### [ABOUT THIS TASK]
Return the data in full, exactly as it was written.

RECORDS FOR THIS TASK: Begin

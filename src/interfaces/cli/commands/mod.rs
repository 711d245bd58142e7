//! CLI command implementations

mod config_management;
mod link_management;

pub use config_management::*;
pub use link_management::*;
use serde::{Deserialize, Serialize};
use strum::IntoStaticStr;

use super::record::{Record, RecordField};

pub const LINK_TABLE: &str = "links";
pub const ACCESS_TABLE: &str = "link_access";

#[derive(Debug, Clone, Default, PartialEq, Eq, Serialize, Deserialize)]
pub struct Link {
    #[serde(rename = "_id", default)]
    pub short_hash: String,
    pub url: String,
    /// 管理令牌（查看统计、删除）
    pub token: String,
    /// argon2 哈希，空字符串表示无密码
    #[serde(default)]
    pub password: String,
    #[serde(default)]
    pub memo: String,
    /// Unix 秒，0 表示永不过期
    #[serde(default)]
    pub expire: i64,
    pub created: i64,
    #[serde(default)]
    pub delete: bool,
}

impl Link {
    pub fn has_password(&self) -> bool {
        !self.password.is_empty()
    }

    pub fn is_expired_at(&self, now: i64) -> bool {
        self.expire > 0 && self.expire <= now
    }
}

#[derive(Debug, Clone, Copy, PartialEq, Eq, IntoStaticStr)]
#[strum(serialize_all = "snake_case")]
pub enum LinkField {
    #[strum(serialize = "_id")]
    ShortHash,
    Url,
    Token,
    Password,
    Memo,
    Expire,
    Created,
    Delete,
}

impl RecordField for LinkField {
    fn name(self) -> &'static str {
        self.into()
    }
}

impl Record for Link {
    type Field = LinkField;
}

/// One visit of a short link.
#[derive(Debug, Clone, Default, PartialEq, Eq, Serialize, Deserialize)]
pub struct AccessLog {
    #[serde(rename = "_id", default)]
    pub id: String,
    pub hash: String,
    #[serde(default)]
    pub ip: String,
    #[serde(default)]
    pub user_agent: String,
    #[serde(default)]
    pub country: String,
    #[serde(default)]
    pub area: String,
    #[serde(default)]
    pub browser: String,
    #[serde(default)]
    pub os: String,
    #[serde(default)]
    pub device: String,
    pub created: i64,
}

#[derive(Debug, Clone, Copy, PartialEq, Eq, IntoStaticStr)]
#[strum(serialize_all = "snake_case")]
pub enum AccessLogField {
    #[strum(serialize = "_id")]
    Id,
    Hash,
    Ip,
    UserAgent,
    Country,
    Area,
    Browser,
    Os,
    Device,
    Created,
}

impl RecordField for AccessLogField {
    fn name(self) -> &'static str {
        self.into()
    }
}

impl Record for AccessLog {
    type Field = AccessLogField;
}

RECORDS FOR THIS TASK: End

### [TASK RESPONSE]
filename src/interfaces/cli/commands/mod.rs
repository 711d245bd58142e7
//! CLI command implementations

mod config_management;
mod link_management;

pub use config_management::*;
pub use link_management::*;
use serde::{Deserialize, Serialize};
use strum::IntoStaticStr;

use super::record::{Record, RecordField};

pub const LINK_TABLE: &str = "links";
pub const ACCESS_TABLE: &str = "link_access";

#[derive(Debug, Clone, Default, PartialEq, Eq, Serialize, Deserialize)]
pub struct Link {
    #[serde(rename = "_id", default)]
    pub short_hash: String,
    pub url: String,
    /// 管理令牌（查看统计、删除）
    pub token: String,
    /// argon2 哈希，空字符串表示无密码
    #[serde(default)]
    pub password: String,
    #[serde(default)]
    pub memo: String,
    /// Unix 秒，0 表示永不过期
    #[serde(default)]
    pub expire: i64,
    pub created: i64,
    #[serde(default)]
    pub delete: bool,
}

impl Link {
    pub fn has_password(&self) -> bool {
        !self.password.is_empty()
    }

    pub fn is_expired_at(&self, now: i64) -> bool {
        self.expire > 0 && self.expire <= now
    }
}

#[derive(Debug, Clone, Copy, PartialEq, Eq, IntoStaticStr)]
#[strum(serialize_all = "snake_case")]
pub enum LinkField {
    #[strum(serialize = "_id")]
    ShortHash,
    Url,
    Token,
    Password,
    Memo,
    Expire,
    Created,
    Delete,
}

impl RecordField for LinkField {
    fn name(self) -> &'static str {
        self.into()
    }
}

impl Record for Link {
    type Field = LinkField;
}

/// One visit of a short link.
#[derive(Debug, Clone, Default, PartialEq, Eq, Serialize, Deserialize)]
pub struct AccessLog {
    #[serde(rename = "_id", default)]
    pub id: String,
    pub hash: String,
    #[serde(default)]
    pub ip: String,
    #[serde(default)]
    pub user_agent: String,
    #[serde(default)]
    pub country: String,
    #[serde(default)]
    pub area: String,
    #[serde(default)]
    pub browser: String,
    #[serde(default)]
    pub os: String,
    #[serde(default)]
    pub device: String,
    pub created: i64,
}

#[derive(Debug, Clone, Copy, PartialEq, Eq, IntoStaticStr)]
#[strum(serialize_all = "snake_case")]
pub enum AccessLogField {
    #[strum(serialize = "_id")]
    Id,
    Hash,
    Ip,
    UserAgent,
    Country,
    Area,
    Browser,
    Os,
    Device,
    Created,
}

impl RecordField for AccessLogField {
    fn name(self) -> &'static str {
        self.into()
    }
}

impl Record for AccessLog {
    type Field = AccessLogField;
}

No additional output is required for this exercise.